It is reasonable. It is also likely that whatever meta information reddit is sen...

reaperducer · on Jan 19, 2020

It is also likely that whatever meta information reddit is sending back (in headers or tags) is probably not dated correctly for the time of the origin post.

That doesn't explain why Google lists the old search results as being from this month, while Duck correctly lists them as being from years past.

klingonopera · on Jan 19, 2020

Google does cache results, and could via comparison with cache notice changes, and claim, the page was updated sometime between.

I've always wondered, how search engines get a hold of timestamps. Locally with a cached sample, like I explained above, parsing a page's content or some metadata? It's not like the HTTP protocol sends me a "file created/last modified date" along with the payload, does it?

Izkata · on Jan 19, 2020

> It is reasonable.

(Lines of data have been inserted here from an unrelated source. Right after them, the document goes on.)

//! # RustTiltMorse
//!
//! Tilt-gesture Morse transceiver with a lock-free control plane.
//!
//! ## Architecture
//!
//! ```text
//! Buttons (ISR) ──▶ ControlState ◀── read by every task
//!
//! Sensor ──▶ TiltSampler ──▶ [symbol queue] ──▶ Aggregator ──┬──▶ render queue ──▶ Renderer
//!                                                             └──▶ peer link
//! Console / peer bytes ──▶ LineReader ──▶ codec ──▶ render queue
//! ```
//!
//! - Only the button interrupt changes mode and peer link.
//! - Words are owned values moved from producer to renderer. No two tasks
//!   ever reach the same word buffer.
//! - One task owns the output devices.

#![cfg_attr(not(test), no_std)]

pub mod aggregator;
pub mod config;
pub mod console;
pub mod control;
pub mod debounce;
pub mod diagnostics;
pub mod escape;
pub mod hal;
pub mod line_reader;
pub mod log_globals;
pub mod logging;
pub mod morse;
pub mod peer;
pub mod queue;
pub mod render;
pub mod sampler;
pub mod symbol;
pub mod tasks;
pub mod word;

pub use config::CONFIG;
pub use control::{Button, ControlState, PeerLink, ProgramMode, ProgramState, Transition};
pub use debounce::Debouncer;
pub use diagnostics::{Counter, Diagnostics};
pub use log_globals::LOG_STREAM;
pub use symbol::Symbol;
pub use word::{Word, WordOverflow};
//! Escape markers inside codec input.
//!
//! Text between a pair of `%%` markers bypasses the codec and is copied
//! through unchanged. An opening marker without a closing one makes the
//! rest of the line verbatim.
//!
//! ```text
//! "SOS %%(ok)%% HI"  →  Codec("SOS ")  Verbatim("(ok)")  Codec(" HI")
//! ```

/// Escape marker.
pub const MARKER: &str = "%%";

/// A piece of an input line.
#[derive(Debug, Clone, Copy, PartialEq, Eq)]
pub enum Span<'a> {
    /// Run through the encoder or decoder.
    Codec(&'a str),
    /// Copy unchanged.
    Verbatim(&'a str),
}

/// Iterator over the spans of a line. Empty spans are skipped.
#[derive(Debug, Clone)]
pub struct Spans<'a> {
    rest: &'a str,
    verbatim: bool,
}

/// Split `line` at escape markers.
pub fn spans(line: &str) -> Spans<'_> {
    Spans {
        rest: line,
        verbatim: false,
    }
}

impl<'a> Iterator for Spans<'a> {
    type Item = Span<'a>;

    fn next(&mut self) -> Option<Span<'a>> {
        while !self.rest.is_empty() {
            let (text, rest) = match self.rest.find(MARKER) {
                Some(at) => (&self.rest[..at], &self.rest[at + MARKER.len()..]),
                None => (self.rest, ""),
            };
            let verbatim = self.verbatim;
            let crossed_marker = rest.len() + text.len() < self.rest.len();
            self.rest = rest;
            if crossed_marker {
                self.verbatim = !verbatim;
            }

            if !text.is_empty() {
                return Some(if verbatim {
                    Span::Verbatim(text)
                } else {
                    Span::Codec(text)
                });
            }
        }
        None
    }
}
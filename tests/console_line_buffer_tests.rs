//! Line buffer tests

use rust_tilt_morse::config::LINE_CAPACITY;
use rust_tilt_morse::console::line_buffer::{Feed, LineBuffer};

fn feed_all(buf: &mut LineBuffer, bytes: &[u8]) -> Vec<Feed> {
    bytes.iter().map(|&b| buf.feed(b)).collect()
}

#[test]
fn test_line_buffer_push() {
    let mut buf = LineBuffer::new();

    let results = feed_all(&mut buf, b"help");

    assert!(results.iter().all(|r| *r == Feed::Pending));
    assert_eq!(buf.as_str(), "help");
    assert_eq!(buf.len(), 4);
}

#[test]
fn test_line_buffer_lf_completes() {
    let mut buf = LineBuffer::new();

    feed_all(&mut buf, b"SOS");
    assert_eq!(buf.feed(b'\n'), Feed::Complete);
    assert_eq!(buf.as_str(), "SOS");
}

#[test]
fn test_line_buffer_ignores_cr() {
    let mut buf = LineBuffer::new();

    feed_all(&mut buf, b"HI\r");
    assert_eq!(buf.feed(b'\n'), Feed::Complete);
    assert_eq!(buf.as_str(), "HI");
}

#[test]
fn test_line_buffer_clear() {
    let mut buf = LineBuffer::new();

    feed_all(&mut buf, b"test\n");
    buf.clear();

    assert!(buf.is_empty());
    assert_eq!(buf.as_str(), "");
}

#[test]
fn test_line_buffer_overflow_resets() {
    let mut buf = LineBuffer::new();

    for _ in 0..LINE_CAPACITY {
        assert_eq!(buf.feed(b'x'), Feed::Pending);
    }
    assert_eq!(buf.len(), LINE_CAPACITY);

    assert_eq!(buf.feed(b'y'), Feed::Overflow);
    assert!(buf.is_empty());

    // Usable again straight away
    feed_all(&mut buf, b"ok");
    assert_eq!(buf.feed(b'\n'), Feed::Complete);
    assert_eq!(buf.as_str(), "ok");
}

#[test]
fn test_line_buffer_empty_line() {
    let mut buf = LineBuffer::new();
    assert_eq!(buf.feed(b'\n'), Feed::Complete);
    assert_eq!(buf.as_str(), "");
}

#[test]
fn test_line_buffer_repairs_invalid_utf8() {
    let mut buf = LineBuffer::new();
    feed_all(&mut buf, b"ab\xFFc");
    assert_eq!(buf.as_str(), "");

    assert_eq!(buf.repair_utf8(), 1);
    assert_eq!(buf.as_str(), "ab?c");
    // Already valid now
    assert_eq!(buf.repair_utf8(), 0);
}

#[test]
fn test_line_buffer_repair_keeps_valid_multibyte() {
    let mut buf = LineBuffer::new();
    feed_all(&mut buf, "é\u{2192}".as_bytes());
    assert_eq!(buf.repair_utf8(), 0);
    assert_eq!(buf.as_str(), "é\u{2192}");

    // Truncated sequence at the end, then a lone continuation byte
    buf.clear();
    feed_all(&mut buf, b"\x80x\xE2\x86");
    assert_eq!(buf.repair_utf8(), 3);
    assert_eq!(buf.as_str(), "?x??");
}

It is also likely that whatever meta information reddit is sending back (in headers or tags) is probably not dated correctly for the time of the origin post.

That could explain the first screenshot, but definitely not the second, where google has it tagged as years old.

ma2rten · on Jan 20, 2020

That's DDG, not google.

capableweb · on Jan 19, 2020

Seems like an easy solution to this problem would use two functions.

One function that takes the output of the page, and renders it so only what's user visible, actually gets indexed. So no headers, no JSON data, no nothing, unless it's actually in the final outcome of the page when rendered. This would require jsdom or some other DOM implementation. Hardly hard for Google (Chrome) to achieve this, and been done multiple times.

Second function is a function that does the same call twice, passing the page to function one each time, then compare them two. If you make two calls right next to each other, and some data is different, you discard that from your search index. Instead you only index data that appears in both calls.

Now you don't have the issue of "dynamic content" anymore...

rhacker · on Jan 19, 2020

Typically dynamic content doesn't change from second to second, it changes after 5 minutes or an hour or 1 day, actually it is extremely site specific too.

But I do like your idea.

To go a bit further on your idea - you could apply machine learning to analyse the changes. So for example, ML could determine what is probably the "content area" of the page simply by having built out a NN for each website that self-expires the training data at about 1 month (to account for redesigns over time).

The major problem will still be "ads" in the middle of the content, especially odd scroll designs ads that have a different "picture" at each scroll position, as well as video ads that are likely to be different at each screen shot.

Another form of ad being the "linked" words like when you see random words of the paragraphs becoming links that go to shitty websites that define the word but show a bunch of other ads.

I suppose Google could simply install UBlock in it's training data collector harness to help with that stuff. >()